Snake AI using Reinforcement Learning
The main objective of this project is to train an Agent to achieve the best possible score in the Snake game :
- without knowing any strategy, but only being rewarded when eating apple, and punished when colliding the walls or itself
- discovering its environment at the First Person (there is no map provided)

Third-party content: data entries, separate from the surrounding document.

use std::collections::{HashMap, HashSet};

use chrono::Utc;
use sea_orm::sea_query::Expr;
use sea_orm::{
    ActiveModelTrait, ColumnTrait, DatabaseConnection, DatabaseTransaction, EntityTrait,
    ModelTrait, PaginatorTrait, QueryFilter, QueryOrder, QuerySelect, Select, Set,
    TransactionTrait,
};

use crate::entities::goal;
use crate::error::AppError;
use crate::model::{Category, CategoryCount, GoalChanges, GoalFilter, GoalInput, GoalStatus};

pub const DESCRIPTION_MAX_CHARS: usize = 200;
pub const DATE_MAX_CHARS: usize = 50;

pub struct App {
    db: DatabaseConnection,
}

impl App {
    pub fn new(db: DatabaseConnection) -> Self {
        Self { db }
    }

    pub async fn add_goal(&self, input: GoalInput) -> Result<goal::Model, AppError> {
        ensure_description(&input.description)?;
        ensure_date(&input.date)?;
        let now = Utc::now();
        let active = goal::ActiveModel {
            description: Set(input.description.trim().to_string()),
            category: Set(input.category.as_str().to_string()),
            status: Set(input.status.as_str().to_string()),
            date: Set(input.date.trim().to_string()),
            created_at: Set(now),
            updated_at: Set(now),
            ..Default::default()
        };

        let insert = goal::Entity::insert(active).exec(&self.db).await?;
        let created = goal::Entity::find_by_id(insert.last_insert_id)
            .one(&self.db)
            .await?
            .ok_or_else(|| AppError::NotFound("goal not found after insert".to_string()))?;
        tracing::info!(goal_id = created.id, category = %created.category, "goal created");
        Ok(created)
    }

    pub async fn get_goal(&self, id: i64) -> Result<goal::Model, AppError> {
        goal::Entity::find_by_id(id)
            .one(&self.db)
            .await?
            .ok_or_else(|| AppError::NotFound(format!("goal id {id}")))
    }

    pub async fn list_goals(&self, filter: &GoalFilter) -> Result<Vec<goal::Model>, AppError> {
        Ok(filtered(filter)
            .order_by_asc(goal::Column::Id)
            .all(&self.db)
            .await?)
    }

    pub async fn count_goals(&self, filter: &GoalFilter) -> Result<u64, AppError> {
        Ok(filtered(filter).count(&self.db).await?)
    }

    /// Overwrites every field, as the edit form does.
    pub async fn replace_goal(&self, id: i64, input: GoalInput) -> Result<goal::Model, AppError> {
        self.update_goal(id, GoalChanges::from(input)).await
    }

    pub async fn update_goal(
        &self,
        id: i64,
        changes: GoalChanges,
    ) -> Result<goal::Model, AppError> {
        if changes.is_empty() {
            return Err(AppError::InvalidInput(
                "at least one field must be provided".to_string(),
            ));
        }
        if let Some(description) = changes.description.as_deref() {
            ensure_description(description)?;
        }
        if let Some(date) = changes.date.as_deref() {
            ensure_date(date)?;
        }

        let mut active = goal::ActiveModel {
            id: Set(id),
            ..Default::default()
        };
        if let Some(description) = changes.description {
            active.description = Set(description.trim().to_string());
        }
        if let Some(category) = changes.category {
            active.category = Set(category.as_str().to_string());
        }
        if let Some(status) = changes.status {
            active.status = Set(status.as_str().to_string());
        }
        if let Some(date) = changes.date {
            active.date = Set(date.trim().to_string());
        }
        active.updated_at = Set(Utc::now());

        let model = match active.update(&self.db).await {
            Ok(model) => model,
            Err(sea_orm::DbErr::RecordNotFound(_)) | Err(sea_orm::DbErr::RecordNotUpdated) => {
                return Err(AppError::NotFound(format!("goal id {id}")))
            }
            Err(err) => return Err(err.into()),
        };
        tracing::info!(goal_id = model.id, "goal updated");
        Ok(model)
    }

    pub async fn delete_goal(&self, id: i64) -> Result<(), AppError> {
        let goal = self.get_goal(id).await?;
        goal.delete(&self.db).await?;
        tracing::info!(goal_id = id, "goal deleted");
        Ok(())
    }

    pub async fn delete_goals(&self, ids: &[i64]) -> Result<u64, AppError> {
        if ids.is_empty() {
            return Ok(0);
        }
        let unique = unique_ids(ids);

        let txn = self.db.begin().await?;
        let result: Result<u64, AppError> = async {
            ensure_goals_exist(&txn, &unique).await?;
            let result = goal::Entity::delete_many()
                .filter(goal::Column::Id.is_in(unique.clone()))
                .exec(&txn)
                .await?;
            Ok(result.rows_affected)
        }
        .await;

        let deleted = finalize_transaction(txn, result).await?;
        tracing::info!(count = deleted, "goals deleted");
        Ok(deleted)
    }

    /// Marks every id achieved, or none of them if any id is missing.
    pub async fn mark_achieved(&self, ids: &[i64]) -> Result<u64, AppError> {
        if ids.is_empty() {
            return Ok(0);
        }
        let unique = unique_ids(ids);

        let txn = self.db.begin().await?;
        let result: Result<u64, AppError> = async {
            ensure_goals_exist(&txn, &unique).await?;
            let result = goal::Entity::update_many()
                .col_expr(
                    goal::Column::Status,
                    Expr::value(GoalStatus::Achieved.as_str()),
                )
                .col_expr(goal::Column::UpdatedAt, Expr::value(Utc::now()))
                .filter(goal::Column::Id.is_in(unique.clone()))
                .exec(&txn)
                .await?;
            Ok(result.rows_affected)
        }
        .await;

        let updated = finalize_transaction(txn, result).await?;
        tracing::info!(count = updated, "goals achieved");
        Ok(updated)
    }

    /// Categories without goals are omitted; the rest follow `Category::ALL` order.
    pub async fn count_by_category(&self) -> Result<Vec<CategoryCount>, AppError> {
        let rows: Vec<(String, i64)> = goal::Entity::find()
            .select_only()
            .column(goal::Column::Category)
            .column_as(Expr::col(goal::Column::Id).count(), "count")
            .group_by(goal::Column::Category)
            .into_tuple()
            .all(&self.db)
            .await?;

        // Rows written with display labels share a category with their key rows.
        let mut merged: HashMap<Category, u64> = HashMap::new();
        for (category, count) in rows {
            match Category::parse(&category) {
                Some(category) => *merged.entry(category).or_default() += count.max(0) as u64,
                None => tracing::warn!(%category, count, "skipping unknown category"),
            }
        }
        let mut counts: Vec<CategoryCount> = merged
            .into_iter()
            .map(|(category, count)| CategoryCount { category, count })
            .collect();
        counts.sort_by_key(|entry| entry.category.position());
        Ok(counts)
    }
}

fn filtered(filter: &GoalFilter) -> Select<goal::Entity> {
    let mut select = goal::Entity::find();
    if let Some(category) = filter.category {
        select = select
            .filter(goal::Column::Category.is_in([category.as_str(), category.label()]));
    }
    if let Some(status) = filter.status {
        select =
            select.filter(goal::Column::Status.is_in([status.as_str(), status.label()]));
    }
    if let Some(date) = filter.date.as_deref().filter(|date| !date.is_empty()) {
        select = select.filter(goal::Column::Date.contains(date));
    }
    select
}

async fn finalize_transaction<T>(
    txn: DatabaseTransaction,
    result: Result<T, AppError>,
) -> Result<T, AppError> {
    match result {
        Ok(value) => {
            txn.commit().await?;
            Ok(value)
        }
        Err(err) => {
            if let Err(rollback_err) = txn.rollback().await {
                return Err(rollback_err.into());
            }
            Err(err)
        }
    }
}

async fn ensure_goals_exist(txn: &DatabaseTransaction, ids: &[i64]) -> Result<(), AppError> {
    let existing = goal::Entity::find()
        .filter(goal::Column::Id.is_in(ids.to_vec()))
        .all(txn)
        .await?;
    let existing_ids: HashSet<i64> = existing.iter().map(|goal| goal.id).collect();
    let missing: Vec<i64> = ids
        .iter()
        .copied()
        .filter(|id| !existing_ids.contains(id))
        .collect();
    if !missing.is_empty() {
        return Err(AppError::NotFound(format!(
            "goal id(s) not found: {}",
            join_ids(&missing)
        )));
    }
    Ok(())
}

fn unique_ids(ids: &[i64]) -> Vec<i64> {
    let mut seen = HashSet::new();
    let mut unique = Vec::new();
    for id in ids {
        if seen.insert(*id) {
            unique.push(*id);
        }
    }
    unique
}

fn join_ids(ids: &[i64]) -> String {
    ids.iter()
        .map(|id| id.to_string())
        .collect::<Vec<_>>()
        .join(", ")
}

fn ensure_description(value: &str) -> Result<(), AppError> {
    ensure_non_empty("description", value)?;
    ensure_max_chars("description", value, DESCRIPTION_MAX_CHARS)
}

fn ensure_date(value: &str) -> Result<(), AppError> {
    ensure_non_empty("date", value)?;
    ensure_max_chars("date", value, DATE_MAX_CHARS)
}

fn ensure_non_empty(label: &str, value: &str) -> Result<(), AppError> {
    if value.trim().is_empty() {
        return Err(AppError::InvalidInput(format!("{label} cannot be empty")));
    }
    Ok(())
}

fn ensure_max_chars(label: &str, value: &str, max: usize) -> Result<(), AppError> {
    if value.trim().chars().count() > max {
        return Err(AppError::InvalidInput(format!(
            "{label} must be at most {max} characters"
        )));
    }
    Ok(())
}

The Agent is trained using a Reinforcement Learning technique called “Deep Q-network” (DQN), a Q-Learning variant based on a neural network. The aim of DQN is to estimate the Q function with NN, when the state is becoming too huge for basic Q-Learning.
description
the input of the NN consists in the encoded game environment, from the Snake point of view :
- the wall distance in Front Left and Right directions
- the body distance in Front Left, Right and 4 diagonals directions
- the apple location (angle)
the ouput consists in one of the 3 possible actions : FORWARD, LEFT, RIGHT
the hidden layer of NN is currently 256
training
current best results are achieved with :
- a game board of 12x12
- gamma (discount rate) of 0.9
- replay batch of 1000
- learning rate 0.001
- and epsilon decay of 0.001 (for exploration/exploitation probability)
results
- the Agent trained on 12x12 can also play on lower or hgher dimensions because of the normalized inputs
- currently has a mean score of 35 (best is 47 so far).